Event-Driven Communication (Preview)

Event-driven communication is a natural requirement in many systems.

Teams use it to:

  • decouple producers from consumers
  • process work asynchronously
  • scale independently
  • introduce buffering, retries, and transactional guarantees

Traditionally, adopting event-driven architecture means adopting a completely different programming model.

Graftcode approaches this differently.


Event-driven does not have to mean event-shaped code

In most systems, moving to events requires developers to:

  • stop calling methods
  • start publishing messages
  • design event payloads
  • manage serialization and schemas
  • reason about delivery semantics explicitly

This creates a sharp divide between:

  • synchronous, request–response code
  • and asynchronous, event-driven workflows

Graftcode aims to remove that divide.


Events as execution routing, not a new abstraction

In Graftcode, event-driven communication is treated as a routing concern, not a programming model.

From the developer’s perspective:

  • methods are still called
  • signatures are still strongly typed
  • return values and exceptions still exist

What changes is how the invocation intent is delivered.

Instead of being routed directly to a single receiver, execution can be:

  • queued
  • fanned out
  • delayed
  • or coordinated through an external system

Transport plugins as the foundation

Event-driven behavior in Graftcode is enabled through transport plugins.

A transport plugin can:

  • forward invocation intent to a message queue
  • publish it to a topic
  • enqueue it for later processing
  • participate in transactional event flows

From the application’s point of view, this is equivalent to:

  • manually using a queue or event bus SDK
  • serializing a message
  • publishing it

The difference is that:

  • no code changes are required
  • no new APIs are introduced
  • interfaces remain the same

Multiple subscribers and fan-out

When transport plugins support it, invocation intent can be:

  • delivered to multiple subscribers
  • processed independently by different receivers
  • handled with different scaling strategies

Each receiver:

  • hosts its own Hypertube
  • executes the same strongly typed interface
  • returns results or emits follow-up events through configured channels

This enables classic event-driven patterns without fragmenting the programming model.


Asynchronous execution and delayed processing

Transport plugins can also introduce:

  • asynchronous execution
  • delayed processing
  • retry policies
  • dead-letter handling

These behaviors are controlled through configuration and plugin choice, not through changes to business code.

A method call can become:

  • fire-and-forget
  • eventually consistent
  • or transactionally coordinated

without changing its signature.


State, transactions, and coordination

Some event-driven systems require:

  • transactional guarantees
  • coordinated state changes
  • ordered processing

By routing invocation intent through external systems that already provide these guarantees, Graftcode can participate in:

  • transactional event buses
  • exactly-once processing models
  • ordered or partitioned execution

Graftcode does not reimplement these systems—it integrates with them.
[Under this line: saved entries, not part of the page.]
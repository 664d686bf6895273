use schemadrift_core::{
    DataType, Expr, Function, Ident, IndexDef, MaterializedView, SchemaObject, Sequence, Table,
    TypeDef, TypeKind,
};

use crate::extra_keys;

pub(crate) fn normalize_object(object: &mut SchemaObject) {
    normalize_object_types(object);
    normalize_object_exprs(object);
}

fn normalize_object_types(object: &mut SchemaObject) {
    match object {
        SchemaObject::Table(table) => {
            for column in &mut table.columns {
                normalize_data_type(&mut column.data_type);
                if let Some(collation) = &mut column.collation {
                    *collation = collation.trim().to_ascii_lowercase();
                }
            }
            normalize_source_sql_hint(table);
        }
        SchemaObject::View(_) => {}
        SchemaObject::MaterializedView(materialized_view) => {
            normalize_materialized_view_types(materialized_view);
        }
        SchemaObject::Index(_) => {}
        SchemaObject::Sequence(sequence) => normalize_sequence_type(sequence),
        SchemaObject::Trigger(_) => {}
        SchemaObject::Function(function) => normalize_function_types(function),
        SchemaObject::Type(type_def) => normalize_type_def(type_def),
        SchemaObject::Domain(domain) => normalize_data_type(&mut domain.data_type),
        SchemaObject::Extension(_) => {}
        SchemaObject::Schema(_) => {}
        SchemaObject::Comment(_) => {}
        SchemaObject::Privilege(_) => {}
        SchemaObject::Policy(_) => {}
    }
}

fn normalize_source_sql_hint(table: &mut Table) {
    if let Some(schemadrift_core::Value::String(source_sql)) =
        table.options.extra.get_mut(extra_keys::TABLE_SOURCE_SQL)
    {
        *source_sql = source_sql.trim().to_string();
    }
}

fn normalize_materialized_view_types(materialized_view: &mut MaterializedView) {
    for column in &mut materialized_view.columns {
        normalize_data_type(&mut column.data_type);
    }
}

fn normalize_sequence_type(sequence: &mut Sequence) {
    if let Some(data_type) = &mut sequence.data_type {
        normalize_data_type(data_type);
    }
}

fn normalize_function_types(function: &mut Function) {
    if let Some(return_type) = &mut function.return_type {
        normalize_data_type(return_type);
    }

    for param in &mut function.params {
        normalize_data_type(&mut param.data_type);
    }
}

fn normalize_type_def(type_def: &mut TypeDef) {
    match &mut type_def.kind {
        TypeKind::Enum { .. } => {}
        TypeKind::Composite { fields } => {
            for (_, data_type) in fields {
                normalize_data_type(data_type);
            }
        }
        TypeKind::Range { subtype } => normalize_data_type(subtype),
    }
}

fn normalize_data_type(data_type: &mut DataType) {
    match data_type {
        DataType::Array(inner) => normalize_data_type(inner.as_mut()),
        DataType::Custom(custom) => {
            *data_type = normalize_custom_type(custom);
        }
        _ => {}
    }
}

fn normalize_custom_type(raw: &str) -> DataType {
    let canonical = collapse_spaces(raw).to_ascii_lowercase();

    if canonical.is_empty() {
        return DataType::Custom(String::new());
    }

    if is_integer_affinity(&canonical) {
        return DataType::Integer;
    }
    if is_text_affinity(&canonical) {
        return DataType::Text;
    }
    if canonical.contains("blob") {
        return DataType::Blob;
    }
    if canonical.contains("real") || canonical.contains("floa") || canonical.contains("doub") {
        return DataType::Real;
    }
    if canonical.contains("numeric")
        || canonical.contains("decimal")
        || canonical.contains("bool")
        || canonical.contains("date")
        || canonical.contains("time")
    {
        return DataType::Numeric {
            precision: None,
            scale: None,
        };
    }

    DataType::Custom(canonical)
}

fn is_integer_affinity(canonical: &str) -> bool {
    canonical.contains("int")
}

fn is_text_affinity(canonical: &str) -> bool {
    canonical.contains("char") || canonical.contains("clob") || canonical.contains("text")
}

fn collapse_spaces(input: &str) -> String {
    input.split_whitespace().collect::<Vec<_>>().join(" ")
}

fn normalize_object_exprs(object: &mut SchemaObject) {
    match object {
        SchemaObject::Table(table) => {
            for column in &mut table.columns {
                if let Some(default) = &mut column.default {
                    normalize_expr(default);
                }
                if let Some(generated) = &mut column.generated {
                    normalize_expr(&mut generated.expr);
                }
            }

            for check in &mut table.checks {
                normalize_expr(&mut check.expr);
            }

            for exclusion in &mut table.exclusions {
                for element in &mut exclusion.elements {
                    normalize_expr(&mut element.expr);
                }
                if let Some(where_clause) = &mut exclusion.where_clause {
                    normalize_expr(where_clause);
                }
            }
        }
        SchemaObject::View(view) => {
            view.query = view.query.trim().to_string();
            for column in &mut view.columns {
                normalize_ident(column);
            }
        }
        SchemaObject::MaterializedView(materialized_view) => {
            materialized_view.query = materialized_view.query.trim().to_string();
            for column in &mut materialized_view.columns {
                if let Some(default) = &mut column.default {
                    normalize_expr(default);
                }
                if let Some(generated) = &mut column.generated {
                    normalize_expr(&mut generated.expr);
                }
            }
        }
        SchemaObject::Index(index) => normalize_index_exprs(index),
        SchemaObject::Sequence(_) => {}
        SchemaObject::Trigger(trigger) => {
            if let Some(when_clause) = &mut trigger.when_clause {
                normalize_expr(when_clause);
            }
            trigger.body = trigger.body.trim().to_string();
        }
        SchemaObject::Function(function) => {
            function.body = function.body.trim().to_string();
            for param in &mut function.params {
                if let Some(default) = &mut param.default {
                    normalize_expr(default);
                }
            }
        }
        SchemaObject::Type(_) => {}
        SchemaObject::Domain(domain) => {
            if let Some(default) = &mut domain.default {
                normalize_expr(default);
            }
            for check in &mut domain.checks {
                normalize_expr(&mut check.expr);
            }
        }
        SchemaObject::Extension(_) => {}
        SchemaObject::Schema(_) => {}
        SchemaObject::Comment(_) => {}
        SchemaObject::Privilege(_) => {}
        SchemaObject::Policy(policy) => {
            if let Some(using_expr) = &mut policy.using_expr {
                normalize_expr(using_expr);
            }
            if let Some(check_expr) = &mut policy.check_expr {
                normalize_expr(check_expr);
            }
        }
    }
}

fn normalize_index_exprs(index: &mut IndexDef) {
    for column in &mut index.columns {
        normalize_expr(&mut column.expr);
    }

    if let Some(where_clause) = &mut index.where_clause {
        normalize_expr(where_clause);
    }
}

fn normalize_ident(ident: &mut Ident) {
    if !ident.quoted {
        ident.value = ident.value.to_ascii_lowercase();
    }
}

fn normalize_expr(expr: &mut Expr) {
    match expr {
        Expr::Literal(_) | Expr::Ident(_) | Expr::QualifiedIdent { .. } | Expr::Null => {}
        Expr::Raw(raw) => {
            *raw = raw.trim().to_string();
        }
        Expr::BinaryOp { left, right, .. } => {
            normalize_expr(left.as_mut());
            normalize_expr(right.as_mut());
        }
        Expr::UnaryOp { expr, .. } => normalize_expr(expr.as_mut()),
        Expr::Comparison {
            left,
            right,
            quantifier: _,
            ..
        } => {
            normalize_expr(left.as_mut());
            normalize_expr(right.as_mut());
        }
        Expr::And(left, right) | Expr::Or(left, right) => {
            normalize_expr(left.as_mut());
            normalize_expr(right.as_mut());
        }
        Expr::Not(inner) | Expr::Paren(inner) => normalize_expr(inner.as_mut()),
        Expr::Is { expr, .. } => normalize_expr(expr.as_mut()),
        Expr::Between {
            expr,
            low,
            high,
            negated: _,
        } => {
            normalize_expr(expr.as_mut());
            normalize_expr(low.as_mut());
            normalize_expr(high.as_mut());
        }
        Expr::In {
            expr,
            list,
            negated: _,
        } => {
            normalize_expr(expr.as_mut());
            for item in list {
                normalize_expr(item);
            }
        }
        Expr::Tuple(items) | Expr::ArrayConstructor(items) => {
            for item in items {
                normalize_expr(item);
            }
        }
        Expr::Function {
            args,
            over,
            distinct: _,
            name: _,
        } => {
            for arg in args {
                normalize_expr(arg);
            }
            if let Some(window_spec) = over {
                for expr in &mut window_spec.partition_by {
                    normalize_expr(expr);
                }
                for expr in &mut window_spec.order_by {
                    normalize_expr(expr);
                }
            }
        }
        Expr::Cast { expr, .. } => normalize_expr(expr.as_mut()),
        Expr::Collate { expr, .. } => normalize_expr(expr.as_mut()),
        Expr::Case {
            operand,
            when_clauses,
            else_clause,
        } => {
            if let Some(operand) = operand {
                normalize_expr(operand.as_mut());
            }
            for (when_expr, then_expr) in when_clauses {
                normalize_expr(when_expr);
                normalize_expr(then_expr);
            }
            if let Some(else_expr) = else_clause {
                normalize_expr(else_expr.as_mut());
            }
        }
        Expr::Exists(sub_query) => {
            sub_query.sql = sub_query.sql.trim().to_string();
        }
    }
}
Local development vs production behavior

As with other Graftcode patterns:

  • local development can run fully in memory
  • events can execute synchronously
  • debugging remains simple

In production:

  • the same calls can be routed through queues or topics
  • scaling and buffering emerge naturally
  • operational complexity is applied only where needed

The programming model remains stable across environments.


Why this is a preview

Event-driven communication through transport plugins is an evolving area.

The core runtime model already supports:

  • asynchronous execution
  • callbacks and events
  • routing through plugins

What is evolving is:

  • the ecosystem of plugins
  • standardized configuration patterns
  • tooling around event flows

This section describes the architectural direction rather than a fixed, final feature set.


How this fits the overall model

Event-driven communication in Graftcode:

  • does not introduce a second integration paradigm
  • does not replace method-based execution
  • does not require event-specific code

It extends the existing runtime-level execution model to cover asynchronous and event-based delivery.

The system remains one system—just with more ways to route execution.